HOW TO COMPLETE THIS TASK:
Check each line of the records for "against"; collect those that have it.

DATA FOR THE TASK:

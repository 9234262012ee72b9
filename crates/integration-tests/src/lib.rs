//! Integration tests for Outfitter.
//!
//! # Running Tests
//!
//! ```bash
//! cargo test -p outfitter-integration-tests
//! ```
//!
//! # Test Categories
//!
//! - `pricing` - Line, subtotal, coupon and amount-due arithmetic
//! - `lifecycle` - Placing orders and the guarded flag transitions
//! - `urls` - Named route reversal against the registered router
//! - `wire_format` - JSON shapes of core types
//! - `router` - Requests through the storefront router that stop before the database
//! - `repositories` - Cart, checkout, refund and deletion queries against `PostgreSQL`
//!
//! Only `repositories` needs a running database; its tests are `#[ignore]`d
//! and read `DATABASE_URL`:
//!
//! ```bash
//! cargo test -p outfitter-integration-tests --test repositories -- --ignored
//! ```
//!
//! This library holds the fixture builders they share.

#![allow(clippy::unwrap_used)]

use chrono::{TimeZone, Utc};
use outfitter_core::{
    BillingAddressId, CartLine, Category, Coupon, CouponId, Item, ItemId, Label, Money, Order,
    OrderFlags, OrderId, OrderItem, OrderItemId, OrderSummary, Slug, UserId,
};

/// Parse a money literal.
#[must_use]
pub fn money(amount: &str) -> Money {
    amount.parse().unwrap()
}

/// An item with the given prices.
#[must_use]
pub fn item(id: i32, title: &str, price: &str, discount: Option<&str>) -> Item {
    Item {
        id: ItemId::new(id),
        title: title.to_owned(),
        price: money(price),
        discount_price: discount.map(money),
        category: Category::Shirt,
        label: Label::Primary,
        slug: Slug::from_title(title).unwrap(),
        description: String::new(),
        image: String::new(),
    }
}

/// A cart line for `quantity` units of `item`.
#[must_use]
pub fn line(item: Item, quantity: u32) -> CartLine {
    CartLine {
        order_item: OrderItem {
            id: OrderItemId::new(item.id.as_i32()),
            user_id: UserId::new(1),
            item_id: item.id,
            quantity,
            ordered: false,
        },
        item,
    }
}

/// An open cart owned by user 1.
#[must_use]
pub fn cart() -> Order {
    Order {
        id: OrderId::new(1),
        user_id: UserId::new(1),
        ref_code: None,
        start_date: Utc.with_ymd_and_hms(2024, 3, 1, 12, 0, 0).unwrap(),
        ordered_date: None,
        flags: OrderFlags::default(),
        billing_address_id: None,
        payment_id: None,
        coupon_id: None,
    }
}

/// An open cart that already has a billing address.
#[must_use]
pub fn addressed_cart() -> Order {
    Order {
        billing_address_id: Some(BillingAddressId::new(1)),
        ..cart()
    }
}

/// A fixed-amount coupon.
#[must_use]
pub fn coupon(code: &str, amount: &str) -> Coupon {
    Coupon {
        id: CouponId::new(1),
        code: code.to_owned(),
        amount: money(amount),
    }
}

/// Summary of an open cart with the given lines and coupon.
#[must_use]
pub fn summary(lines: Vec<CartLine>, coupon: Option<Coupon>) -> OrderSummary {
    OrderSummary {
        order: Order {
            coupon_id: coupon.as_ref().map(|c| c.id),
            ..cart()
        },
        lines,
        coupon,
    }
}
//! Storefront-only models.
//!
//! Domain entities live in `outfitter-core`; this module holds what only
//! the web layer needs.

pub mod session;

pub use session::{CurrentUser, keys as session_keys};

TASK RESULT:
//! - `urls` - Named route reversal against the registered router
//! - `repositories` - Cart, checkout, refund and deletion queries against `PostgreSQL`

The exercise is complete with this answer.